Feel the burn

Last week we had a bit of a pre-heat wave in these parts, giving us an early taste of summer. Winter jackets came off and people were walking around in tank tops and shorts. Or less. This leads me to offer the following public service announcement.

People: the sun is not your friend. First off, it leads to skin cancer. Tan a luscious dark brown every summer and you’ll be spending your senior years suffering the death by a thousand cuts of having bits and pieces of yourself sliced off by a skin specialist. And some of those pieces won’t be small!

Even if you avoid cancer, the effect of the sun is to age your skin considerably, causing greater wrinkling and sagging and the growth of thick (non-cancerous) warts and lesions on the skin.

And even if you don’t notice those effects right away, you will feel the burn of having fried your and having it peel for the rest of the week.
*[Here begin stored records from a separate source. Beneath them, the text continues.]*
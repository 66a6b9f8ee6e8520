//! Mock implementation of OtpRepository for testing

use async_trait::async_trait;
use chrono::{DateTime, Utc};
use std::collections::HashMap;
use std::sync::atomic::{AtomicBool, AtomicUsize, Ordering};
use std::sync::Arc;
use tokio::sync::{Barrier, RwLock};
use uuid::Uuid;

use crate::domain::entities::otp_record::OtpRecord;
use crate::errors::StoreError;

use super::r#trait::OtpRepository;

/// Mock OTP repository with call counting and failure injection
pub struct MockOtpRepository {
    records: Arc<RwLock<HashMap<Uuid, OtpRecord>>>,
    should_fail: AtomicBool,
    calls: AtomicUsize,
    find_barrier: std::sync::Mutex<Option<Arc<Barrier>>>,
}

impl MockOtpRepository {
    /// Create a new mock repository
    pub fn new() -> Self {
        Self {
            records: Arc::new(RwLock::new(HashMap::new())),
            should_fail: AtomicBool::new(false),
            calls: AtomicUsize::new(0),
            find_barrier: std::sync::Mutex::new(None),
        }
    }

    /// Make every subsequent call fail (or succeed again)
    pub fn set_failing(&self, failing: bool) {
        self.should_fail.store(failing, Ordering::SeqCst);
    }

    /// Number of store calls made so far
    pub fn call_count(&self) -> usize {
        self.calls.load(Ordering::SeqCst)
    }

    /// Make every `find_by_id` wait on `barrier` after taking its snapshot,
    /// so concurrent verifiers all act on the same stale copy
    pub fn hold_lookups_at(&self, barrier: Arc<Barrier>) {
        *self.find_barrier.lock().unwrap() = Some(barrier);
    }

    pub async fn get(&self, id: Uuid) -> Option<OtpRecord> {
        self.records.read().await.get(&id).cloned()
    }

    pub async fn len(&self) -> usize {
        self.records.read().await.len()
    }

    /// Insert a record directly, bypassing the engine
    pub async fn insert(&self, record: OtpRecord) {
        self.records.write().await.insert(record.id(), record);
    }

    /// Remove a record directly, bypassing the engine
    pub async fn remove(&self, id: Uuid) {
        self.records.write().await.remove(&id);
    }

    fn enter(&self) -> Result<(), StoreError> {
        self.calls.fetch_add(1, Ordering::SeqCst);
        if self.should_fail.load(Ordering::SeqCst) {
            return Err(StoreError::Unavailable("mock store offline".to_string()));
        }
        Ok(())
    }
}

impl Default for MockOtpRepository {
    fn default() -> Self {
        Self::new()
    }
}

#[async_trait]
impl OtpRepository for MockOtpRepository {
    async fn find_by_id(&self, id: Uuid) -> Result<Option<OtpRecord>, StoreError> {
        self.enter()?;
        let found = self.records.read().await.get(&id).cloned();
        let barrier = self.find_barrier.lock().unwrap().clone();
        if let Some(barrier) = barrier {
            barrier.wait().await;
        }
        Ok(found)
    }

    async fn save(&self, record: &OtpRecord) -> Result<(), StoreError> {
        self.enter()?;
        self.records.write().await.insert(record.id(), record.clone());
        Ok(())
    }

    async fn record_failed_attempt(
        &self,
        id: Uuid,
        max_attempts: u32,
    ) -> Result<Option<u32>, StoreError> {
        self.enter()?;
        let mut records = self.records.write().await;
        Ok(records
            .get_mut(&id)
            .map(|record| record.count_failed_attempt(max_attempts)))
    }

    async fn delete(&self, id: Uuid) -> Result<bool, StoreError> {
        self.enter()?;
        Ok(self.records.write().await.remove(&id).is_some())
    }

    async fn find_expired(&self, before: DateTime<Utc>) -> Result<Vec<OtpRecord>, StoreError> {
        self.enter()?;
        Ok(self
            .records
            .read()
            .await
            .values()
            .filter(|r| r.is_expired_at(before))
            .cloned()
            .collect())
    }

    async fn delete_many(&self, ids: &[Uuid]) -> Result<usize, StoreError> {
        self.enter()?;
        let mut records = self.records.write().await;
        Ok(ids.iter().filter(|id| records.remove(id).is_some()).count())
    }
}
Meanwhile, what is the upside? You think you look a little better? I think even here the tide is finally starting to turn against tanning. I anticipate a return to the beauty standards of the 18th century (or earlier), where women cultivated a “moon look” of ivory skin. A tan was the mark of a peasant, someone who spent a lot of time working outdoors. I don’t approve of the class distinctions, but I’m on board for the aesthetic.

Nor is there any need today for outdoor laborers to burn all summer. Wear a shirt! You won’t die! Every summer I see roofers working shirtless all day. When I was having my own roof done five or six years ago I was talking to one of the crew and mentioned my concern, telling him he’d be better off with a shirt on. He said he was aware of the danger but put on sunscreen. I had to shake my head. What is a safe sunscreen these days? SPF 50? 70? And it doesn’t last all day. If you’re doing a job like working on a road crew or roofing you’d have to be slathering it on every couple of hours. Something I very much doubt many workers are doing. So just wear a shirt.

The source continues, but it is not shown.